U.S. Sen. Tim Kaine visited Danville on Monday, touring career and technical program labs at Danville Community College and George Washington High School and holding a roundtable discussion at PATHS.
“This is impressive,” Kaine said, marveling at the advanced machining equipment in one of the labs of DCC’s Charles R. Hawkins Engineering and Industrial Technologies Building.
During his tour, Kaine chatted with students and local education officials and told them of his plans to pursue expanding Pell grant eligibility to include short-term career and technical education programs.
Danville School Superintendent Stanley Jones told the Danville Register & Bee before the tour he hoped Kaine would see the importance of technical education.
“I hope he understands the idea of investing in career and technical programs,” Jones said. “It [the tour] will give him a chance to see how it works in our community.”
Just before he began his tour, Kaine told school officials in the building’s foyer that his visit is a chance to find out the region’s main goals and address them in legislation as Congress re-writes the federal Higher Education Act, which is done about every 10 years.
“All of these are opportunities to put in priorities for workforce training,” Kaine said. “I can put in sections that advance the priorities you care about.”
Troy Simpson, director of advanced manufacturing at the Institute for Advanced Learning and Research, led Kaine and local education officials on the tour of DCC’s advanced manufacturing facilities. It included a visit to the computer numerical control room where students worked on a milling project.
“It’s fantastic for him to take the opportunity to come out and learn about what we’re doing,” Simpson told the Register & Bee during the tour.
Pointing to Kaine’s plans to expand Pell grant opportunities for technical education programs, Simpson said the skills gap must be addressed.
“We’re seeing a huge skills gap in these career and technical trades,” Kaine said after the DCC tour.
That is one reason why raising the profile of community colleges and technical programs is so important, he said.
“I’m trying to make sure we appropriately recognize the way education is today,” Kaine said.
Kaine then headed to the high school, where precision machining instructor Porchia Russell led a tour of the school’s facility.
A dual-enrollment program allows students to complete half of a two-year training program in high school and then complete their degree in a precision machining program at a community college their first year out of high school.
Before the DCC tour, Halifax County School Superintendent Mark Lineburg said Kaine has been a strong advocate for public schools.
“He understands the challenges we face,” he said.
Public school systems rely mostly on state and local money for capital improvement projects, which chips away at such other budget items as teacher pay, Lineburg said.

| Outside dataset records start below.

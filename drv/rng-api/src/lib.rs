// This Source Code Form is subject to the terms of the Mozilla Public
// License, v. 2.0. If a copy of the MPL was not distributed with this
// file, You can obtain one at https://mozilla.org/MPL/2.0/.

//! API crate for the ring-oscillator TRNG / DRBG driver.
//!
//! Shared types for the driver and its callers: the error enumeration with
//! its `rand_core::Error` bridge, the operating mode and silicon revision
//! tags, and the user configuration consumed at instantiate time.

#![cfg_attr(not(test), no_std)]

use core::num::NonZeroU32;
use num_derive::FromPrimitive;
use num_traits::FromPrimitive;
pub use rand_core::{CryptoRng, Error, RngCore};
use zeroize::{Zeroize, ZeroizeOnDrop};

/// Output granularity of the DRBG core: one generate request produces a
/// multiple of this many bytes at full security strength.
pub const SECURITY_STRENGTH: usize = 32;

/// Length of a hardware seed when the derivation function is bypassed, and
/// of every derived seed.
pub const SEED_LEN: usize = 48;

/// Length of the optional personalization string.
pub const PSTR_LEN: usize = 48;

/// Upper bound on pre-derivation seed material, `(DFMUL_MAX + 1) * 16`.
pub const MAX_SEED_LEN: usize = 160;

/// Valid range for the derivation-function length multiplier when the DF
/// is enabled. `dfmul == 0` means the DF is bypassed.
pub const DFMUL_MIN: u32 = 2;
pub const DFMUL_MAX: u32 = 9;

#[repr(u32)]
#[derive(Copy, Clone, Debug, PartialEq, Eq, FromPrimitive)]
pub enum RngError {
    /// Caller argument out of range (buffer length, seed length, dfmul).
    BadArg = 1,
    /// Operation not valid for the instance's current lifecycle status.
    BadState,
    /// Rejected configuration: mode/flag incompatibility or domain error.
    InvalidConfig,
    /// Hardware did not signal DONE / a full burst within the deadline.
    Timeout,
    /// Entropy health failure: CERTF after reseed, or trivial seed pattern.
    EntropyHealth,
    /// Caller attempted to reseed with the original instantiate seed.
    SeedReuse,
    /// Seed life exhausted in a mode that cannot reseed implicitly.
    SeedExpired,
    /// Serial seed write-back verification mismatch.
    SeedLoadFault,
    /// Deterministic test failure or stuck core output. Sticky: cleared
    /// only by a full release / power cycle and a fresh known-answer test.
    Catastrophic,
    /// Known-answer or health self-test mismatch.
    SelfTestFail,
}

impl From<RngError> for u32 {
    fn from(e: RngError) -> Self {
        e as Self
    }
}

impl From<u32> for RngError {
    fn from(u: u32) -> Self {
        match FromPrimitive::from_u32(u) {
            Some(err) => err,
            None => panic!("Invalid u32 for conversion to RngError."),
        }
    }
}

// This conversion produces an error code appropriate for rand_core by
// adding Error::CUSTOM_START to the u32 representation:
// https://docs.rs/rand_core/0.6/rand_core/struct.Error.html#associatedconstant.CUSTOM_START
impl From<RngError> for Error {
    fn from(e: RngError) -> Self {
        let code = u32::from(e) + Error::CUSTOM_START;
        match NonZeroU32::new(code) {
            Some(rc) => Error::from(rc),
            None => {
                panic!("Invalid RngError for conversion to rand_core::Error.")
            }
        }
    }
}

impl From<Error> for RngError {
    fn from(e: Error) -> Self {
        // 'code' is always Some for errors constructed from a NonZeroU32,
        // which is the only way this driver produces them.
        let code = match e.code() {
            Some(code) => code.get(),
            None => panic!("Invalid rand_core::Error for conversion."),
        };
        if code < Error::CUSTOM_START {
            panic!("Invalid rand_core::Error for conversion to RngError.");
        }
        RngError::from(code - Error::CUSTOM_START)
    }
}

/// Operating mode selected at instantiate time. Fixed for the life of the
/// instance.
#[derive(Copy, Clone, Debug, PartialEq, Eq)]
pub enum Mode {
    /// Externally seeded DRBG; the entropy source is never enabled.
    Drng,
    /// Raw ring-oscillator output, optionally conditioned by the DF.
    Ptrng,
    /// Ring oscillators seed the DRBG, which generates the output.
    Hrng,
}

/// Silicon revision of the IP block. The revisions share the generate path
/// but load seed material differently (V1 parallel, V2 serial).
#[derive(Copy, Clone, Debug, PartialEq, Eq)]
pub enum IpVersion {
    V1,
    V2,
}

impl IpVersion {
    /// Bytes of seed material a reseed stages for this revision.
    ///
    /// V1 loads 48 raw bytes into the parallel bank when the DF is
    /// bypassed and distills `(dfmul + 1) * 16` bytes otherwise. V2
    /// always clocks `(dfmul + 1) * 16` bytes, the exact count
    /// CTRL_3.DLEN advertises to the core.
    pub fn seed_len(self, df_disable: bool, dfmul: u32) -> usize {
        if self == IpVersion::V1 && df_disable {
            SEED_LEN
        } else {
            (dfmul as usize + 1) * 16
        }
    }
}

/// Owned seed material, sized for the largest supported pre-DF input.
/// Zeroed on drop.
#[derive(Clone, Zeroize, ZeroizeOnDrop)]
pub struct Seed {
    bytes: [u8; MAX_SEED_LEN],
    len: usize,
}

impl Seed {
    pub fn new(src: &[u8]) -> Result<Self, RngError> {
        if src.is_empty() || src.len() > MAX_SEED_LEN || src.len() % 4 != 0 {
            return Err(RngError::BadArg);
        }
        let mut bytes = [0u8; MAX_SEED_LEN];
        bytes[..src.len()].copy_from_slice(src);
        Ok(Seed {
            bytes,
            len: src.len(),
        })
    }

    pub fn as_slice(&self) -> &[u8] {
        &self.bytes[..self.len]
    }

    pub fn len(&self) -> usize {
        self.len
    }

    pub fn is_empty(&self) -> bool {
        self.len == 0
    }
}

/// User configuration, validated once at instantiate.
///
/// The iseed/pstr enable flags of the hardware interface map onto the
/// `Option` fields here: a present value is an enabled flag.
#[derive(Clone, Zeroize, ZeroizeOnDrop)]
pub struct Config {
    #[zeroize(skip)]
    pub mode: Mode,
    /// Generate calls permitted per seed. Unlimited when 0 in PTRNG.
    pub seed_life: u32,
    /// DF length multiplier; pre-DF seed material is `(dfmul + 1) * 16`
    /// bytes. Must be 0 when `df_disable` is set.
    pub dfmul: u32,
    /// Bypass the derivation function and load the seed raw (48 bytes
    /// on V1, one 16-byte DLEN block on V2).
    pub df_disable: bool,
    /// Permit caller-requested prediction-resistance reseeds.
    pub predict_en: bool,
    /// Initial seed, required in DRNG, forbidden elsewhere.
    pub init_seed: Option<Seed>,
    /// Personalization string mixed into the seed.
    pub pstr: Option<[u8; PSTR_LEN]>,
}

impl Config {
    pub fn iseed_en(&self) -> bool {
        self.init_seed.is_some()
    }

    pub fn pstr_en(&self) -> bool {
        self.pstr.is_some()
    }

    /// Length of the seed material staged by a reseed under this config.
    pub fn seed_len(&self, version: IpVersion) -> usize {
        version.seed_len(self.df_disable, self.dfmul)
    }

    /// Check the mode/flag compatibility rules and parameter domains.
    pub fn validate(&self, version: IpVersion) -> Result<(), RngError> {
        match (self.df_disable, self.dfmul) {
            (true, 0) => (),
            (false, m) if (DFMUL_MIN..=DFMUL_MAX).contains(&m) => (),
            _ => return Err(RngError::InvalidConfig),
        }

        match self.mode {
            Mode::Ptrng => {
                // Pure entropy mode has no seed, no reseed and no
                // personalization; all of those knobs must be off.
                if self.iseed_en()
                    || self.pstr_en()
                    || self.predict_en
                    || self.seed_life != 0
                {
                    return Err(RngError::InvalidConfig);
                }
            }
            Mode::Drng => {
                if !self.iseed_en() {
                    return Err(RngError::InvalidConfig);
                }
            }
            Mode::Hrng => {
                if self.iseed_en() {
                    return Err(RngError::InvalidConfig);
                }
            }
        }

        if let Some(seed) = &self.init_seed {
            if seed.len() != self.seed_len(version) {
                return Err(RngError::InvalidConfig);
            }
        }

        Ok(())
    }
}

#[cfg(test)]
mod tests {
    use super::*;

    fn drng_config(seed_len: usize) -> Config {
        Config {
            mode: Mode::Drng,
            seed_life: 5,
            dfmul: 2,
            df_disable: false,
            predict_en: false,
            init_seed: Some(Seed::new(&vec![0xA5; seed_len]).unwrap()),
            pstr: None,
        }
    }

    #[test]
    fn error_u32_round_trip() {
        for e in [
            RngError::BadArg,
            RngError::Timeout,
            RngError::Catastrophic,
            RngError::SelfTestFail,
        ] {
            assert_eq!(e, RngError::from(u32::from(e)));
        }
    }

    #[test]
    fn error_rand_core_round_trip() {
        let e = Error::from(RngError::EntropyHealth);
        assert_eq!(RngError::from(e), RngError::EntropyHealth);
    }

    #[test]
    fn drng_valid() {
        assert!(drng_config(48).validate(IpVersion::V1).is_ok());
    }

    #[test]
    fn drng_requires_seed() {
        let mut cfg = drng_config(48);
        cfg.init_seed = None;
        assert_eq!(
            cfg.validate(IpVersion::V1),
            Err(RngError::InvalidConfig)
        );
    }

    #[test]
    fn drng_seed_length_tracks_dfmul() {
        // dfmul=2 wants (2+1)*16 = 48 bytes
        assert!(drng_config(48).validate(IpVersion::V1).is_ok());
        assert!(drng_config(64).validate(IpVersion::V1).is_err());

        // dfmul=7 wants 128 bytes
        let mut cfg = drng_config(128);
        cfg.dfmul = 7;
        assert!(cfg.validate(IpVersion::V2).is_ok());
    }

    #[test]
    fn dfmul_domain() {
        let mut cfg = drng_config(48);
        cfg.dfmul = 1;
        assert!(cfg.validate(IpVersion::V1).is_err());
        cfg.dfmul = 10;
        assert!(cfg.validate(IpVersion::V1).is_err());

        // df_disable requires dfmul == 0 and a 48 byte seed
        let mut cfg = drng_config(48);
        cfg.df_disable = true;
        assert!(cfg.validate(IpVersion::V1).is_err());
        cfg.dfmul = 0;
        assert!(cfg.validate(IpVersion::V1).is_ok());
    }

    #[test]
    fn v2_raw_seed_is_one_dlen_block() {
        // With the DF bypassed V2 still clocks (dfmul+1)*16 = 16 bytes;
        // the 48-byte V1 shape must be refused.
        let mut cfg = drng_config(48);
        cfg.df_disable = true;
        cfg.dfmul = 0;
        assert!(cfg.validate(IpVersion::V2).is_err());

        cfg.init_seed = Some(Seed::new(&[0x5Au8; 16]).unwrap());
        assert!(cfg.validate(IpVersion::V2).is_ok());
        assert_eq!(cfg.seed_len(IpVersion::V2), 16);
        assert_eq!(cfg.seed_len(IpVersion::V1), SEED_LEN);
    }

    #[test]
    fn ptrng_forbids_seeding_knobs() {
        let base = Config {
            mode: Mode::Ptrng,
            seed_life: 0,
            dfmul: 0,
            df_disable: true,
            predict_en: false,
            init_seed: None,
            pstr: None,
        };
        assert!(base.validate(IpVersion::V1).is_ok());

        let mut cfg = base.clone();
        cfg.seed_life = 1;
        assert!(cfg.validate(IpVersion::V1).is_err());

        let mut cfg = base.clone();
        cfg.predict_en = true;
        assert!(cfg.validate(IpVersion::V1).is_err());

        let mut cfg = base.clone();
        cfg.pstr = Some([0u8; PSTR_LEN]);
        assert!(cfg.validate(IpVersion::V1).is_err());

        let mut cfg = base;
        cfg.init_seed = Some(Seed::new(&[1u8; 48]).unwrap());
        assert!(cfg.validate(IpVersion::V1).is_err());
    }

    #[test]
    fn hrng_forbids_init_seed() {
        let cfg = Config {
            mode: Mode::Hrng,
            seed_life: 10,
            dfmul: 7,
            df_disable: false,
            predict_en: false,
            init_seed: Some(Seed::new(&[1u8; 128]).unwrap()),
            pstr: None,
        };
        assert!(cfg.validate(IpVersion::V1).is_err());
    }

    #[test]
    fn seed_rejects_bad_lengths() {
        assert!(Seed::new(&[]).is_err());
        assert!(Seed::new(&[0u8; 7]).is_err());
        assert!(Seed::new(&[0u8; MAX_SEED_LEN + 4]).is_err());
        assert_eq!(Seed::new(&[0u8; 48]).unwrap().len(), 48);
    }
}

“Capital projects kill school systems like us,” he said.
Local school officials would love to see federal money for capital projects.
“It would be used for purchase of equipment,” said Pittsylvania County School Superintendent Mark Jones.
The Pittsylvania Career and Technical Center needs a new roof that would cost $1 million, he said.
Later in the day, Kaine held a Medicare X roundtable discussion with about 15-20 local officials and community leaders at the nonprofit group PATHS, on Main Street.
PATHS, which stands for Piedmont Access to Health Services, works to provide health care to all citizens regardless of their ability to pay.
Introduced by Kaine, a Democrat, and Sen. Michael Bennett, D-Colorado, in October 2017, the Medicare-X Choice Act would establish a public insurance plan offered on the individual and small business health exchanges.
It would direct the federal Centers for Medicare and Medicaid Services to develop a nonprofit insurance policy funded through premiums paid by those who choose the option, Kaine said. There would be no tax increase as a result of the option, he said.
Medicare X would be aimed at people who have no available health insurance from their employers, and would at first be available in areas where there is a shortage of insurers or higher health care costs because of less competition — including rural areas.
The option would expand to every zip code in the country by 2023 and be added as another option on the Small Business Health Options Program Marketplace by 2024.
It would include higher Medicare reimbursement rates for rural hospitals, and offer lower prices for consumers.
“Its cost would be significantly cheaper than private insurance,” Kaine told officials.
Unlike a single-payer system, which Kaine said he does not support, it would not change the current health-insurance system but would work within it, he said.
It would bring down costs and increase competition, he said.
Kaine said his main concern with a single-payer system is that about 75 to 80 percent of the 120 million Americans who get health insurance through their employers said they are happy with their current plans.
“It would be hard to get people to give up something they like,” he said.
PATHS CEO Kay Crane said the uninsured rate among patients there has dropped below 20 percent since Medicaid expansion in Virginia. However, there are still those who need coverage, she said.
“There’s still a group we need to get in,” Crane said during the roundtable discussion.